Heathrow Airport has also received clearance to recoup the cost of the £500 million that it spent on its expansion programme between 2017 and 1 March 2020, a process that it can begin through higher charges from the start of next year.
“Following Heathrow’s request for a RAB [regulatory asset base] adjustment we have taken the decision that an early intervention on the scale of its request is disproportionate and not in the interests of consumers,” states CAA director Paul Smith.
“We do, however, recognise that these are exceptional circumstances for the airport and there are potential risks to consumers if we take no action in the short term. The decision we have announced today will incentivise and allow Heathrow to maintain investment, service quality and be proactive in supporting any potential surge in consumer demand later this year.”
The CAA will consider the issue of higher charges as part of its next price review, which will run for five years from 1 January 2022.
The regulator adds that it is examining a new risk-sharing mechanism which would “help manage the ongoing uncertainty about future passenger volumes by sharing the risk more equitably between the airport and airlines”.

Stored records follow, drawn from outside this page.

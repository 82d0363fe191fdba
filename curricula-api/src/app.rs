/// Application state and router builder
///
/// [`AppState`] is the per-process shared state: configuration (read-only
/// after startup), the database pool, and the optionally-configured
/// Supabase client, all constructed in `main` and injected here —
/// nothing in the request path builds clients lazily.
///
/// # Example
///
/// ```no_run
/// use curricula_api::{app::{build_router, AppState}, config::Config};
/// use curricula_shared::db::pool::create_pool;
///
/// # async fn example() -> anyhow::Result<()> {
/// let config = Config::from_env()?;
/// let pool = create_pool(config.database.clone()).await?;
/// let state = AppState::new(pool, config, None);
/// let app = build_router(state);
/// # Ok(())
/// # }
/// ```
use crate::{config::Config, routes};
use axum::{
    extract::State,
    http::{header, HeaderValue, Method},
    routing::{get, post, put},
    Json, Router,
};
use curricula_shared::auth::extract::AuthState;
use curricula_shared::supabase::SupabaseClient;
use jsonwebtoken::Algorithm;
use serde_json::json;
use sqlx::PgPool;
use std::sync::Arc;
use tower_http::{
    cors::CorsLayer,
    trace::{DefaultMakeSpan, DefaultOnResponse, TraceLayer},
};
use tracing::Level;

/// Shared application state
///
/// Cloned per request via axum's `State` extractor; the contents are
/// cheap handles (`Arc`, pool).
#[derive(Clone)]
pub struct AppState {
    /// Database connection pool
    pub db: PgPool,

    /// Application configuration
    pub config: Arc<Config>,

    /// Supabase client, present only when credentials are configured
    pub supabase: Option<Arc<SupabaseClient>>,
}

impl AppState {
    /// Creates new application state.
    pub fn new(db: PgPool, config: Config, supabase: Option<Arc<SupabaseClient>>) -> Self {
        Self {
            db,
            config: Arc::new(config),
            supabase,
        }
    }
}

/// Wires the auth extractors to this server's state.
impl AuthState for AppState {
    fn db(&self) -> &PgPool {
        &self.db
    }

    fn token_secret(&self) -> &str {
        &self.config.auth.secret_key
    }

    fn token_algorithm(&self) -> Algorithm {
        self.config.auth.algorithm
    }
}

/// Builds the complete axum router.
///
/// # Architecture
///
/// ```text
/// /                              # welcome payload (public)
/// {prefix}/                      # versioned API, default /v1
/// ├── /health                    # health check (public)
/// ├── /auth
/// │   ├── POST /register         # public
/// │   ├── POST /login            # public
/// │   └── GET  /me               # authenticated
/// ├── /users                     # admin
/// │   ├── GET  /
/// │   └── PUT  /:user_id/role
/// ├── /courses                   # reads public, writes admin
/// │   ├── GET/POST /
/// │   ├── GET/PUT/DELETE /:course_id
/// │   └── GET/POST /:course_id/modules
/// ├── /modules
/// │   ├── GET/PUT/DELETE /:module_id
/// │   └── GET/POST /:module_id/lessons
/// └── /lessons
///     └── GET/PUT/DELETE /:lesson_id
/// ```
///
/// Route access tiers are enforced by the extractors in each handler's
/// signature, not by router-level middleware, so a handler's requirements
/// are visible where it is defined.
pub fn build_router(state: AppState) -> Router {
    let auth_routes = Router::new()
        .route("/register", post(routes::auth::register))
        .route("/login", post(routes::auth::login))
        .route("/me", get(routes::auth::me));

    let user_routes = Router::new()
        .route("/", get(routes::users::list_users))
        .route("/:user_id/role", put(routes::users::update_role));

    let course_routes = Router::new()
        .route(
            "/",
            get(routes::courses::list_courses).post(routes::courses::create_course),
        )
        .route(
            "/:course_id",
            get(routes::courses::get_course)
                .put(routes::courses::update_course)
                .delete(routes::courses::delete_course),
        )
        .route(
            "/:course_id/modules",
            get(routes::modules::list_modules).post(routes::modules::create_module),
        );

    let module_routes = Router::new()
        .route(
            "/:module_id",
            get(routes::modules::get_module)
                .put(routes::modules::update_module)
                .delete(routes::modules::delete_module),
        )
        .route(
            "/:module_id/lessons",
            get(routes::lessons::list_lessons).post(routes::lessons::create_lesson),
        );

    let lesson_routes = Router::new().route(
        "/:lesson_id",
        get(routes::lessons::get_lesson)
            .put(routes::lessons::update_lesson)
            .delete(routes::lessons::delete_lesson),
    );

    let v1_routes = Router::new()
        .route("/health", get(routes::health::health_check))
        .nest("/auth", auth_routes)
        .nest("/users", user_routes)
        .nest("/courses", course_routes)
        .nest("/modules", module_routes)
        .nest("/lessons", lesson_routes);

    // Configure CORS based on environment
    let cors = if state.config.api.cors_origins.contains(&"*".to_string()) {
        // Development mode: permissive CORS
        CorsLayer::permissive()
    } else {
        let origins: Vec<HeaderValue> = state
            .config
            .api
            .cors_origins
            .iter()
            .filter_map(|origin| origin.parse().ok())
            .collect();

        CorsLayer::new()
            .allow_origin(origins)
            .allow_methods([
                Method::GET,
                Method::POST,
                Method::PUT,
                Method::DELETE,
                Method::OPTIONS,
            ])
            .allow_headers([header::AUTHORIZATION, header::CONTENT_TYPE])
            .allow_credentials(true)
            .max_age(std::time::Duration::from_secs(3600))
    };

    Router::new()
        .route("/", get(root))
        .nest(&state.config.api.v1_prefix, v1_routes)
        .layer(
            TraceLayer::new_for_http()
                .make_span_with(DefaultMakeSpan::new().level(Level::INFO))
                .on_response(DefaultOnResponse::new().level(Level::INFO)),
        )
        .layer(cors)
        .with_state(state)
}

/// Welcome payload at the server root.
async fn root(State(state): State<AppState>) -> Json<serde_json::Value> {
    Json(json!({
        "message": "Welcome to the Curricula API",
        "health": format!("{}/health", state.config.api.v1_prefix),
    }))
}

Future measures could include mechanisms to incentive more efficient capital spending by the airport.
The group argues that the airport “has deliberately rewarded its investors at the expense of consumers, and now the regulator is asking passengers to bail it out. The CAA’s role is to protect consumers’ interest, not Heathrow’s shareholders profits. Post-Brexit this makes the UK even less competitive and will drive traffic to other airports. We’re assessing our options.”
Passenger numbers plummeted 73% at the London airport last year, to just 22.1 million, more than half of which were recorded in the first two months of 2020 before the pandemic fully hit air travel in Europe. This resulted in a £2 billion loss for the year, against a £564 million profit in 2019.